■ TRY IT ■
Each record must be printed again exactly as given.
+++ SUPPLIED ENTRIES
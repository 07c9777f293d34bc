//! Public auth endpoints: credential login, refresh rotation, logout,
//! company registration and invite-based mobile registration.
//!
//! Web clients get both tokens as HttpOnly cookies; mobile clients get
//! them in the JSON body. These routes run outside the request context
//! pipeline and drive their own short transactions through the services.

use axum::{
    extract::State,
    http::header::SET_COOKIE,
    http::StatusCode,
    response::{AppendHeaders, IntoResponse, Json, Response},
};
use serde::Deserialize;
use serde_json::json;
use uuid::Uuid;

use crate::auth::ActorType;
use crate::cookies;
use crate::error::ApiError;
use crate::services::{companies, invites, login};
use crate::state::AppState;

#[derive(Debug, Deserialize)]
#[serde(rename_all = "camelCase")]
pub struct LoginRequest {
    pub username: String,
    pub password: String,
    #[serde(default)]
    pub actor_type: Option<ActorType>,
    /// Mobile only: disambiguates usernames that exist in more than one
    /// company.
    #[serde(default)]
    pub company_id: Option<Uuid>,
}

#[derive(Debug, Default, Deserialize)]
#[serde(rename_all = "camelCase")]
pub struct RefreshRequest {
    #[serde(default)]
    pub refresh_token: Option<String>,
}

#[derive(Debug, Deserialize)]
#[serde(rename_all = "camelCase")]
pub struct RegisterCompanyRequest {
    pub company_name: String,
    pub username: String,
    pub password: String,
    #[serde(default)]
    pub email: Option<String>,
}

#[derive(Debug, Deserialize)]
#[serde(rename_all = "camelCase")]
pub struct MobileRegisterRequest {
    pub username: String,
    pub password: String,
    pub invite_code: String,
}

pub async fn login(
    State(state): State<AppState>,
    Json(body): Json<LoginRequest>,
) -> Result<Response, ApiError> {
    let actor_type = body.actor_type.unwrap_or(ActorType::Web);
    let tokens = login::login(
        &state.pool,
        &body.username,
        &body.password,
        actor_type,
        body.company_id,
    )
    .await?;

    Ok(session_response(StatusCode::OK, tokens))
}

pub async fn refresh(
    State(state): State<AppState>,
    headers: axum::http::HeaderMap,
    body: Option<Json<RefreshRequest>>,
) -> Result<Response, ApiError> {
    let from_body = body.and_then(|Json(b)| b.refresh_token);
    let raw_token = from_body
        .or_else(|| cookies::read_cookie(&headers, cookies::REFRESH_TOKEN_COOKIE))
        .ok_or_else(|| ApiError::unauthenticated("No refresh token presented"))?;

    let tokens = login::refresh_session(&state.pool, &raw_token).await?;
    Ok(session_response(StatusCode::OK, tokens))
}

pub async fn logout(
    State(state): State<AppState>,
    headers: axum::http::HeaderMap,
    body: Option<Json<RefreshRequest>>,
) -> Result<Response, ApiError> {
    let from_body = body.and_then(|Json(b)| b.refresh_token);
    if let Some(raw_token) =
        from_body.or_else(|| cookies::read_cookie(&headers, cookies::REFRESH_TOKEN_COOKIE))
    {
        login::logout(&state.pool, &raw_token).await?;
    }

    let [clear_access, clear_refresh] = cookies::clear_auth_cookies();
    Ok((
        StatusCode::OK,
        AppendHeaders([(SET_COOKIE, clear_access), (SET_COOKIE, clear_refresh)]),
        Json(json!({ "success": true })),
    )
        .into_response())
}

pub async fn register_company(
    State(state): State<AppState>,
    Json(body): Json<RegisterCompanyRequest>,
) -> Result<Response, ApiError> {
    let registration = companies::register_company(
        &state.pool,
        &body.company_name,
        &body.username,
        &body.password,
        body.email.as_deref(),
    )
    .await?;

    // Follow-up transaction: the fresh admin logs in like anyone else.
    let tokens = login::login(
        &state.pool,
        &registration.admin_username,
        &body.password,
        ActorType::Web,
        None,
    )
    .await?;

    Ok(session_response_with(
        StatusCode::CREATED,
        tokens,
        json!({ "company": registration.company }),
    ))
}

pub async fn mobile_register(
    State(state): State<AppState>,
    Json(body): Json<MobileRegisterRequest>,
) -> Result<Response, ApiError> {
    let registered =
        invites::register(&state.pool, &body.username, &body.password, &body.invite_code).await?;

    // Tokens are issued by the login path in a follow-up transaction.
    let tokens = login::login(
        &state.pool,
        &registered.username,
        &body.password,
        ActorType::Mobile,
        Some(registered.company_id),
    )
    .await?;

    Ok(session_response(StatusCode::CREATED, tokens))
}

fn session_response(status: StatusCode, tokens: login::SessionTokens) -> Response {
    session_response_with(status, tokens, json!({}))
}

/// Channel-dependent token delivery: cookies for web actors, body for
/// mobile actors.
fn session_response_with(
    status: StatusCode,
    tokens: login::SessionTokens,
    extra: serde_json::Value,
) -> Response {
    let is_web = tokens.actor.actor_type == ActorType::Web;

    let mut data = json!({
        "accessToken": tokens.access_token,
        "expiresIn": tokens.access_expires_in_ms,
        "user": tokens.actor,
    });
    if let (Some(data_map), Some(extra_map)) = (data.as_object_mut(), extra.as_object()) {
        for (key, value) in extra_map {
            data_map.insert(key.clone(), value.clone());
        }
    }
    if !is_web {
        data["refreshToken"] = json!(tokens.refresh_token);
    }

    let body = Json(json!({ "success": true, "data": data }));

    if is_web {
        let cfg = &crate::config::config().security;
        let access_cookie = cookies::auth_cookie(
            cookies::ACCESS_TOKEN_COOKIE,
            &tokens.access_token,
            cfg.jwt_expiration_ms,
        );
        let refresh_cookie = cookies::auth_cookie(
            cookies::REFRESH_TOKEN_COOKIE,
            &tokens.refresh_token,
            cfg.refresh_token_expiration_days * 86_400_000,
        );
        (
            status,
            AppendHeaders([(SET_COOKIE, access_cookie), (SET_COOKIE, refresh_cookie)]),
            body,
        )
            .into_response()
    } else {
        (status, body).into_response()
    }
}
use chrono::{DateTime, Utc};
use serde::{Deserialize, Serialize};
use sqlx::FromRow;
use uuid::Uuid;

/// Mobile-app actor identity. Unique by (company_id, username).
#[derive(Debug, Clone, Serialize, Deserialize, FromRow)]
#[serde(rename_all = "camelCase")]
pub struct MobileUser {
    pub id: Uuid,
    pub username: String,
    #[serde(skip_serializing)]
    pub password_hash: String,
    pub email: Option<String>,
    pub phone: Option<String>,
    pub address: Option<String>,
    pub company_id: Uuid,
    pub branch_id: Option<Uuid>,
    pub role_id: Option<Uuid>,
    pub driver_id: Option<Uuid>,
    /// Ordered permission strings, granted at registration.
    pub permissions: Vec<String>,
    pub is_blocked: bool,
    pub is_super_admin: bool,
    pub created_at: DateTime<Utc>,
    pub updated_at: DateTime<Utc>,
    pub deleted_at: Option<DateTime<Utc>>,
}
++++++
■ ANSWER AREA ■
repository 07c9777f293d34bc
//! Public auth endpoints: credential login, refresh rotation, logout,
//! company registration and invite-based mobile registration.
//!
//! Web clients get both tokens as HttpOnly cookies; mobile clients get
//! them in the JSON body. These routes run outside the request context
//! pipeline and drive their own short transactions through the services.

use axum::{
    extract::State,
    http::header::SET_COOKIE,
    http::StatusCode,
    response::{AppendHeaders, IntoResponse, Json, Response},
};
use serde::Deserialize;
use serde_json::json;
use uuid::Uuid;

use crate::auth::ActorType;
use crate::cookies;
use crate::error::ApiError;
use crate::services::{companies, invites, login};
use crate::state::AppState;

#[derive(Debug, Deserialize)]
#[serde(rename_all = "camelCase")]
pub struct LoginRequest {
    pub username: String,
    pub password: String,
    #[serde(default)]
    pub actor_type: Option<ActorType>,
    /// Mobile only: disambiguates usernames that exist in more than one
    /// company.
    #[serde(default)]
    pub company_id: Option<Uuid>,
}

#[derive(Debug, Default, Deserialize)]
#[serde(rename_all = "camelCase")]
pub struct RefreshRequest {
    #[serde(default)]
    pub refresh_token: Option<String>,
}

#[derive(Debug, Deserialize)]
#[serde(rename_all = "camelCase")]
pub struct RegisterCompanyRequest {
    pub company_name: String,
    pub username: String,
    pub password: String,
    #[serde(default)]
    pub email: Option<String>,
}

#[derive(Debug, Deserialize)]
#[serde(rename_all = "camelCase")]
pub struct MobileRegisterRequest {
    pub username: String,
    pub password: String,
    pub invite_code: String,
}

pub async fn login(
    State(state): State<AppState>,
    Json(body): Json<LoginRequest>,
) -> Result<Response, ApiError> {
    let actor_type = body.actor_type.unwrap_or(ActorType::Web);
    let tokens = login::login(
        &state.pool,
        &body.username,
        &body.password,
        actor_type,
        body.company_id,
    )
    .await?;

    Ok(session_response(StatusCode::OK, tokens))
}

pub async fn refresh(
    State(state): State<AppState>,
    headers: axum::http::HeaderMap,
    body: Option<Json<RefreshRequest>>,
) -> Result<Response, ApiError> {
    let from_body = body.and_then(|Json(b)| b.refresh_token);
    let raw_token = from_body
        .or_else(|| cookies::read_cookie(&headers, cookies::REFRESH_TOKEN_COOKIE))
        .ok_or_else(|| ApiError::unauthenticated("No refresh token presented"))?;

    let tokens = login::refresh_session(&state.pool, &raw_token).await?;
    Ok(session_response(StatusCode::OK, tokens))
}

pub async fn logout(
    State(state): State<AppState>,
    headers: axum::http::HeaderMap,
    body: Option<Json<RefreshRequest>>,
) -> Result<Response, ApiError> {
    let from_body = body.and_then(|Json(b)| b.refresh_token);
    if let Some(raw_token) =
        from_body.or_else(|| cookies::read_cookie(&headers, cookies::REFRESH_TOKEN_COOKIE))
    {
        login::logout(&state.pool, &raw_token).await?;
    }

    let [clear_access, clear_refresh] = cookies::clear_auth_cookies();
    Ok((
        StatusCode::OK,
        AppendHeaders([(SET_COOKIE, clear_access), (SET_COOKIE, clear_refresh)]),
        Json(json!({ "success": true })),
    )
        .into_response())
}

pub async fn register_company(
    State(state): State<AppState>,
    Json(body): Json<RegisterCompanyRequest>,
) -> Result<Response, ApiError> {
    let registration = companies::register_company(
        &state.pool,
        &body.company_name,
        &body.username,
        &body.password,
        body.email.as_deref(),
    )
    .await?;

    // Follow-up transaction: the fresh admin logs in like anyone else.
    let tokens = login::login(
        &state.pool,
        &registration.admin_username,
        &body.password,
        ActorType::Web,
        None,
    )
    .await?;

    Ok(session_response_with(
        StatusCode::CREATED,
        tokens,
        json!({ "company": registration.company }),
    ))
}

pub async fn mobile_register(
    State(state): State<AppState>,
    Json(body): Json<MobileRegisterRequest>,
) -> Result<Response, ApiError> {
    let registered =
        invites::register(&state.pool, &body.username, &body.password, &body.invite_code).await?;

    // Tokens are issued by the login path in a follow-up transaction.
    let tokens = login::login(
        &state.pool,
        &registered.username,
        &body.password,
        ActorType::Mobile,
        Some(registered.company_id),
    )
    .await?;

    Ok(session_response(StatusCode::CREATED, tokens))
}

fn session_response(status: StatusCode, tokens: login::SessionTokens) -> Response {
    session_response_with(status, tokens, json!({}))
}

/// Channel-dependent token delivery: cookies for web actors, body for
/// mobile actors.
fn session_response_with(
    status: StatusCode,
    tokens: login::SessionTokens,
    extra: serde_json::Value,
) -> Response {
    let is_web = tokens.actor.actor_type == ActorType::Web;

    let mut data = json!({
        "accessToken": tokens.access_token,
        "expiresIn": tokens.access_expires_in_ms,
        "user": tokens.actor,
    });
    if let (Some(data_map), Some(extra_map)) = (data.as_object_mut(), extra.as_object()) {
        for (key, value) in extra_map {
            data_map.insert(key.clone(), value.clone());
        }
    }
    if !is_web {
        data["refreshToken"] = json!(tokens.refresh_token);
    }

    let body = Json(json!({ "success": true, "data": data }));

    if is_web {
        let cfg = &crate::config::config().security;
        let access_cookie = cookies::auth_cookie(
            cookies::ACCESS_TOKEN_COOKIE,
            &tokens.access_token,
            cfg.jwt_expiration_ms,
        );
        let refresh_cookie = cookies::auth_cookie(
            cookies::REFRESH_TOKEN_COOKIE,
            &tokens.refresh_token,
            cfg.refresh_token_expiration_days * 86_400_000,
        );
        (
            status,
            AppendHeaders([(SET_COOKIE, access_cookie), (SET_COOKIE, refresh_cookie)]),
            body,
        )
            .into_response()
    } else {
        (status, body).into_response()
    }
}
use chrono::{DateTime, Utc};
use serde::{Deserialize, Serialize};
use sqlx::FromRow;
use uuid::Uuid;

/// Mobile-app actor identity. Unique by (company_id, username).
#[derive(Debug, Clone, Serialize, Deserialize, FromRow)]
#[serde(rename_all = "camelCase")]
pub struct MobileUser {
    pub id: Uuid,
    pub username: String,
    #[serde(skip_serializing)]
    pub password_hash: String,
    pub email: Option<String>,
    pub phone: Option<String>,
    pub address: Option<String>,
    pub company_id: Uuid,
    pub branch_id: Option<Uuid>,
    pub role_id: Option<Uuid>,
    pub driver_id: Option<Uuid>,
    /// Ordered permission strings, granted at registration.
    pub permissions: Vec<String>,
    pub is_blocked: bool,
    pub is_super_admin: bool,
    pub created_at: DateTime<Utc>,
    pub updated_at: DateTime<Utc>,
    pub deleted_at: Option<DateTime<Utc>>,
}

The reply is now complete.